#### Task item
Each record below needs to be written out exactly as it reads.

*** Input material ***

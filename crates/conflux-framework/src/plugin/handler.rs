//! Type-erased plugin handlers.
//!
//! Effects and methods are stored as [`BoxCloneSyncService`]s so the inbox loop
//! can drive them with [`ServiceExt::oneshot`](tower::ServiceExt::oneshot).
//! Hooks and services are plain boxed async functions.

use std::future::Future;
use std::sync::Arc;

use futures::FutureExt;
use futures::future::BoxFuture;
use serde_json::Value;
use tower::service_fn;
use tower::util::BoxCloneSyncService;

use conflux_core::{Event, EventStream, MethodSignature};

use super::scope::{PluginScope, ServiceScope};
use crate::error::{BoxError, PluginError};

/// Request handed to an effect.
pub struct EffectCall {
    /// Writable capabilities of the receiving plugin.
    pub scope: PluginScope,
    /// The event that survived the interceptor chain.
    pub event: Event,
}

/// Request handed to a method implementation.
pub struct MethodCall {
    /// Writable capabilities of the plugin owning the method.
    pub scope: PluginScope,
    /// Arguments, already validated against the method signature.
    pub args: Value,
}

pub(crate) type EffectService = BoxCloneSyncService<EffectCall, (), BoxError>;
pub(crate) type MethodService = BoxCloneSyncService<MethodCall, Value, BoxError>;

pub(crate) type HookFn =
    Arc<dyn Fn(PluginScope) -> BoxFuture<'static, Result<(), BoxError>> + Send + Sync>;
pub(crate) type ErrorHookFn = Arc<
    dyn Fn(PluginScope, Arc<PluginError>) -> BoxFuture<'static, Result<(), BoxError>>
        + Send
        + Sync,
>;
pub(crate) type ServiceFn = Arc<
    dyn Fn(ServiceScope, EventStream) -> BoxFuture<'static, Result<(), BoxError>> + Send + Sync,
>;

#[derive(Clone)]
pub(crate) struct EffectEntry {
    pub(crate) name: Arc<str>,
    pub(crate) service: EffectService,
}

#[derive(Clone)]
pub(crate) struct MethodEntry {
    pub(crate) name: Arc<str>,
    pub(crate) signature: MethodSignature,
    pub(crate) service: MethodService,
}

#[derive(Clone)]
pub(crate) struct ServiceEntry {
    pub(crate) name: Arc<str>,
    pub(crate) run: ServiceFn,
}

// ─── Erasure helpers ─────────────────────────────────────────────────────────

pub(crate) fn effect<F, Fut, E>(f: F) -> EffectService
where
    F: Fn(PluginScope, Event) -> Fut + Send + Sync + 'static,
    Fut: Future<Output = Result<(), E>> + Send + 'static,
    E: Into<BoxError>,
{
    let f = Arc::new(f);
    BoxCloneSyncService::new(service_fn(move |call: EffectCall| {
        let fut = f(call.scope, call.event);
        async move { fut.await.map_err(Into::<BoxError>::into) }
    }))
}

pub(crate) fn method<F, Fut, E>(f: F) -> MethodService
where
    F: Fn(PluginScope, Value) -> Fut + Send + Sync + 'static,
    Fut: Future<Output = Result<Value, E>> + Send + 'static,
    E: Into<BoxError>,
{
    let f = Arc::new(f);
    BoxCloneSyncService::new(service_fn(move |call: MethodCall| {
        let fut = f(call.scope, call.args);
        async move { fut.await.map_err(Into::<BoxError>::into) }
    }))
}

pub(crate) fn hook<F, Fut, E>(f: F) -> HookFn
where
    F: Fn(PluginScope) -> Fut + Send + Sync + 'static,
    Fut: Future<Output = Result<(), E>> + Send + 'static,
    E: Into<BoxError>,
{
    Arc::new(move |scope| f(scope).map(|r| r.map_err(Into::into)).boxed())
}

pub(crate) fn error_hook<F, Fut, E>(f: F) -> ErrorHookFn
where
    F: Fn(PluginScope, Arc<PluginError>) -> Fut + Send + Sync + 'static,
    Fut: Future<Output = Result<(), E>> + Send + 'static,
    E: Into<BoxError>,
{
    Arc::new(move |scope, error| f(scope, error).map(|r| r.map_err(Into::into)).boxed())
}

pub(crate) fn service<F, Fut, E>(f: F) -> ServiceFn
where
    F: Fn(ServiceScope, EventStream) -> Fut + Send + Sync + 'static,
    Fut: Future<Output = Result<(), E>> + Send + 'static,
    E: Into<BoxError>,
{
    Arc::new(move |scope, stream| f(scope, stream).map(|r| r.map_err(Into::into)).boxed())
}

***

#### Completed task
filename crates/conflux-framework/src/plugin/handler.rs
//! Type-erased plugin handlers.
//!
//! Effects and methods are stored as [`BoxCloneSyncService`]s so the inbox loop
//! can drive them with [`ServiceExt::oneshot`](tower::ServiceExt::oneshot).
//! Hooks and services are plain boxed async functions.

use std::future::Future;
use std::sync::Arc;

use futures::FutureExt;
use futures::future::BoxFuture;
use serde_json::Value;
use tower::service_fn;
use tower::util::BoxCloneSyncService;

use conflux_core::{Event, EventStream, MethodSignature};

use super::scope::{PluginScope, ServiceScope};
use crate::error::{BoxError, PluginError};

/// Request handed to an effect.
pub struct EffectCall {
    /// Writable capabilities of the receiving plugin.
    pub scope: PluginScope,
    /// The event that survived the interceptor chain.
    pub event: Event,
}

/// Request handed to a method implementation.
pub struct MethodCall {
    /// Writable capabilities of the plugin owning the method.
    pub scope: PluginScope,
    /// Arguments, already validated against the method signature.
    pub args: Value,
}

pub(crate) type EffectService = BoxCloneSyncService<EffectCall, (), BoxError>;
pub(crate) type MethodService = BoxCloneSyncService<MethodCall, Value, BoxError>;

pub(crate) type HookFn =
    Arc<dyn Fn(PluginScope) -> BoxFuture<'static, Result<(), BoxError>> + Send + Sync>;
pub(crate) type ErrorHookFn = Arc<
    dyn Fn(PluginScope, Arc<PluginError>) -> BoxFuture<'static, Result<(), BoxError>>
        + Send
        + Sync,
>;
pub(crate) type ServiceFn = Arc<
    dyn Fn(ServiceScope, EventStream) -> BoxFuture<'static, Result<(), BoxError>> + Send + Sync,
>;

#[derive(Clone)]
pub(crate) struct EffectEntry {
    pub(crate) name: Arc<str>,
    pub(crate) service: EffectService,
}

#[derive(Clone)]
pub(crate) struct MethodEntry {
    pub(crate) name: Arc<str>,
    pub(crate) signature: MethodSignature,
    pub(crate) service: MethodService,
}

#[derive(Clone)]
pub(crate) struct ServiceEntry {
    pub(crate) name: Arc<str>,
    pub(crate) run: ServiceFn,
}

// ─── Erasure helpers ─────────────────────────────────────────────────────────

pub(crate) fn effect<F, Fut, E>(f: F) -> EffectService
where
    F: Fn(PluginScope, Event) -> Fut + Send + Sync + 'static,
    Fut: Future<Output = Result<(), E>> + Send + 'static,
    E: Into<BoxError>,
{
    let f = Arc::new(f);
    BoxCloneSyncService::new(service_fn(move |call: EffectCall| {
        let fut = f(call.scope, call.event);
        async move { fut.await.map_err(Into::<BoxError>::into) }
    }))
}

pub(crate) fn method<F, Fut, E>(f: F) -> MethodService
where
    F: Fn(PluginScope, Value) -> Fut + Send + Sync + 'static,
    Fut: Future<Output = Result<Value, E>> + Send + 'static,
    E: Into<BoxError>,
{
    let f = Arc::new(f);
    BoxCloneSyncService::new(service_fn(move |call: MethodCall| {
        let fut = f(call.scope, call.args);
        async move { fut.await.map_err(Into::<BoxError>::into) }
    }))
}

pub(crate) fn hook<F, Fut, E>(f: F) -> HookFn
where
    F: Fn(PluginScope) -> Fut + Send + Sync + 'static,
    Fut: Future<Output = Result<(), E>> + Send + 'static,
    E: Into<BoxError>,
{
    Arc::new(move |scope| f(scope).map(|r| r.map_err(Into::into)).boxed())
}

pub(crate) fn error_hook<F, Fut, E>(f: F) -> ErrorHookFn
where
    F: Fn(PluginScope, Arc<PluginError>) -> Fut + Send + Sync + 'static,
    Fut: Future<Output = Result<(), E>> + Send + 'static,
    E: Into<BoxError>,
{
    Arc::new(move |scope, error| f(scope, error).map(|r| r.map_err(Into::into)).boxed())
}

pub(crate) fn service<F, Fut, E>(f: F) -> ServiceFn
where
    F: Fn(ServiceScope, EventStream) -> Fut + Send + Sync + 'static,
    Fut: Future<Output = Result<(), E>> + Send + 'static,
    E: Into<BoxError>,
{
    Arc::new(move |scope, stream| f(scope, stream).map(|r| r.map_err(Into::into)).boxed())
}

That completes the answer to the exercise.